I tried faking it last weekend. I ran long on Saturday. I picked my favorite route thinking that I could somehow get the magic back by running on crooked country roads with nostalgic landmarks from my childhood. I stopped at one particular point on the road to take in the beauty of the sun-sparkled dew on the unkempt fields. I kept telling myself over and over again, that I love this! I love running! And then, I realized... Shit! I have to run 5 miles to get back to my car. I hate running! Fuck running!

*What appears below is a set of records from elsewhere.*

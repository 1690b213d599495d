//! Notes section codec.
//!
//! Each note is a `## Title` heading followed by a metadata comment and a
//! free markdown body:
//!
//! ```text
//! ## Title
//!
//! <!-- id: note_1 | created: <ts> | updated: <ts> | rev: 3 -->
//! body...
//! ```
//!
//! Enhanced notes append `| mode: enhanced` to the metadata comment; their
//! paragraph and section structure is read back from the body.
//!
//! Legacy notes carry only `<!-- id: note_1 -->`. A `## ` heading only
//! starts a new note when an id comment follows within a few lines and it
//! is outside a `<!-- Custom Section: X -->` ... `<!-- End Custom Section -->`
//! block, so level-two headings inside a body stay in the body.

use super::lexer::{Line, LineKind};
use super::{ids::comment_id, section_header, SectionCodec};
use crate::model::note::{Note, NoteMode};
use crate::model::{fill_missing_ids, Entity};
use once_cell::sync::Lazy;
use regex::Regex;

static META_RE: Lazy<Regex> = Lazy::new(|| {
    Regex::new(
        r"^id:\s*(\S+)\s*\|\s*created:\s*([^|]*?)\s*\|\s*updated:\s*([^|]*?)\s*\|\s*rev:\s*(\d+)(?:\s*\|\s*mode:\s*(\w+))?$",
    )
    .expect("note metadata pattern compiles")
});

/// Lines after a heading searched for an id comment.
const ID_LOOKAHEAD: usize = 4;

#[derive(Debug, Default, PartialEq)]
struct NoteMeta {
    id: String,
    created_at: String,
    updated_at: String,
    revision: u32,
    mode: NoteMode,
}

fn parse_meta(inner: &str) -> Option<NoteMeta> {
    if let Some(caps) = META_RE.captures(inner) {
        return Some(NoteMeta {
            id: caps[1].to_string(),
            created_at: caps[2].to_string(),
            updated_at: caps[3].to_string(),
            revision: caps[4].parse().unwrap_or(1),
            mode: caps
                .get(5)
                .map(|m| NoteMode::parse(m.as_str()))
                .unwrap_or_default(),
        });
    }
    let id = comment_id(inner)?;
    Some(NoteMeta {
        id: id.to_string(),
        revision: 1,
        ..NoteMeta::default()
    })
}

fn is_note_id_comment(line: &Line<'_>) -> bool {
    match line.kind {
        LineKind::Comment(inner) => comment_id(inner)
            .map(|id| Note::KIND.numeric_suffix(id).is_some())
            .unwrap_or(false),
        _ => false,
    }
}

/// Whether the heading at `idx` opens a new note.
fn starts_note(body: &[Line<'_>], idx: usize, first: bool) -> bool {
    if body[idx].heading(2).is_none() {
        return false;
    }
    if first {
        return true;
    }
    body[idx + 1..]
        .iter()
        .take(ID_LOOKAHEAD)
        .take_while(|line| line.heading(2).is_none())
        .any(is_note_id_comment)
}

fn decode_note(title: &str, lines: &[Line<'_>]) -> Note {
    let mut note = Note::new(title, "");
    let mut meta_line = None;
    for (idx, line) in lines.iter().enumerate() {
        if let LineKind::Comment(inner) = line.kind {
            if let Some(meta) = parse_meta(inner) {
                note.id = meta.id;
                note.created_at = meta.created_at;
                note.updated_at = meta.updated_at;
                note.revision = meta.revision;
                note.mode = meta.mode;
                meta_line = Some(idx);
                break;
            }
        }
    }
    let body: Vec<&str> = lines
        .iter()
        .enumerate()
        .filter(|(idx, _)| Some(*idx) != meta_line)
        .map(|(_, line)| line.raw)
        .collect();
    note.content = body.join("\n").trim().to_string();
    note.refresh_structure();
    note
}

impl SectionCodec for Note {
    const SECTION: &'static str = "Notes";

    fn decode(body: &[Line<'_>]) -> Vec<Self> {
        let mut starts = Vec::new();
        let mut in_custom = false;
        for (idx, line) in body.iter().enumerate() {
            if let LineKind::Comment(inner) = line.kind {
                if inner.starts_with("Custom Section:") {
                    in_custom = true;
                } else if inner == "End Custom Section" {
                    in_custom = false;
                }
            }
            if !in_custom && starts_note(body, idx, starts.is_empty()) {
                starts.push(idx);
            }
        }

        let mut notes: Vec<Note> = starts
            .iter()
            .enumerate()
            .map(|(n, &start)| {
                let end = starts.get(n + 1).copied().unwrap_or(body.len());
                let title = body[start].heading(2).unwrap_or_default();
                decode_note(title, &body[start + 1..end])
            })
            .collect();
        fill_missing_ids(&mut notes);
        notes
    }

    fn encode(items: &[Self], _existing: &[Line<'_>]) -> String {
        let mut out = section_header("Notes");
        for note in items {
            let mode = match note.mode {
                NoteMode::Enhanced => " | mode: enhanced",
                NoteMode::Simple => "",
            };
            out.push_str(&format!(
                "## {}\n\n<!-- id: {} | created: {} | updated: {} | rev: {}{} -->\n",
                note.title, note.id, note.created_at, note.updated_at, note.revision, mode
            ));
            if !note.content.is_empty() {
                out.push_str(&note.content);
                out.push('\n');
            }
            out.push('\n');
        }
        out
    }
}

#[cfg(test)]
mod tests {
    use super::*;
    use crate::markdown::lexer::tokenize;
    use crate::model::note::SectionLayout;

    #[test]
    fn metadata_and_legacy_ids() {
        let body = tokenize(
            "## First\n\n<!-- id: note_1 | created: 2024-01-01T00:00:00Z | updated: 2024-01-02T00:00:00Z | rev: 3 -->\nHello\n\n## Second\n<!-- id: note_4 -->\nWorld\n",
        );
        let notes = Note::decode(&body);
        assert_eq!(notes.len(), 2);
        assert_eq!(notes[0].revision, 3);
        assert_eq!(notes[0].updated_at, "2024-01-02T00:00:00Z");
        assert_eq!(notes[0].content, "Hello");
        assert_eq!(notes[1].id, "note_4");
        assert_eq!(notes[1].revision, 1);
    }

    #[test]
    fn inner_headings_stay_in_body() {
        let body = tokenize(
            "## Design\n\n<!-- id: note_1 -->\nIntro\n\n<!-- Custom Section: Details -->\n## Details\n\nMore text\n",
        );
        let notes = Note::decode(&body);
        assert_eq!(notes.len(), 1);
        assert!(notes[0].content.contains("## Details"));
        assert!(notes[0].content.contains("More text"));
    }

    #[test]
    fn custom_block_shields_headings_with_ids() {
        let body = tokenize(
            "## Outer\n<!-- id: note_1 -->\n<!-- Custom Section: Log -->\n## Entry\n<!-- id: note_9 -->\n<!-- End Custom Section -->\n",
        );
        let notes = Note::decode(&body);
        assert_eq!(notes.len(), 1);
        assert!(notes[0].content.contains("## Entry"));
    }

    #[test]
    fn note_without_id_gets_next_number() {
        let notes = Note::decode(&tokenize("## A\n<!-- id: note_2 -->\n\n## B\n<!-- id: note_x -->\n"));
        assert_eq!(notes.len(), 1);
        let notes = Note::decode(&tokenize("## Only\n\ntext\n"));
        assert_eq!(notes[0].id, "note_1");
    }

    #[test]
    fn enhanced_mode_and_sections_round_trip() {
        let body = tokenize(
            "## Launch\n\n<!-- id: note_2 | created: a | updated: b | rev: 2 | mode: enhanced -->\nIntro\n\n<!-- Custom Section: Steps -->\n<!-- section-id: section_1, type: timeline -->\n\n## Beta (success)\n\nDone.\n\n<!-- End Custom Section -->\n",
        );
        let notes = Note::decode(&body);
        assert_eq!(notes.len(), 1);
        assert_eq!(notes[0].mode, NoteMode::Enhanced);
        assert_eq!(notes[0].paragraphs.len(), 1);
        assert_eq!(notes[0].custom_sections.len(), 1);
        match &notes[0].custom_sections[0].layout {
            SectionLayout::Timeline(items) => {
                assert_eq!(items[0].title, "Beta");
                assert_eq!(items[0].status, "success");
            }
            other => panic!("unexpected layout {other:?}"),
        }

        let encoded = Note::encode(&notes, &body);
        assert!(encoded.contains("rev: 2 | mode: enhanced -->"));
        let doc = crate::markdown::section::SourceDocument::parse(&encoded);
        assert_eq!(Note::decode(doc.section_body("Notes")), notes);
    }
}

I've been getting some gentle nudging that maybe it's time for a little break. Initially, I was all... break? Fuck that. I don't need no stinking break. I will not give into this funk. I will continue on and make running my bitch. But, upon reflection, maybe it is time to scale things back a bit. I keep telling myself that it's just mental, but I'd have to be a real tool to realize that it's not physical, too.
I've realized that I'm happiest when I'm knee deep in training. Which, is completely shocking. I've never been good with doing what people tell me to do or doing things that are expected of me. But, for whatever reason, having a shiny new plan every week and knowing that someone is checking my log to make sure I'm doing those runs is so much fun!
So the idea of scaling things back a bit and just running a little for the helluva it (aka my running for the 5 years prior to Half Marathon PR training) sounds just AWFUL. It sounds boring and lame and not worth getting up in the morning for. Blah.
I spent about 20 minutes yesterday mapping out a race schedule for myself for the rest of the year. And you know what... it's totally got room for a little break from running for the next couple of weeks. Ugh. I am begrudgingly scaling back. A little! Just for a couple of weeks! Arg!
*In non pity party pathetic news, I went to my first ever track meet on
Saturday. Ummm... So much fun!!!!!!! Holy crap I had no idea that
watching people I don't even know running around in circles could be so
much fun and make you feel inspired and jealous at the same time! I also had no idea that I could be as nervous as I was
watching KoB set a PR in the 5000m! So exciting!!!!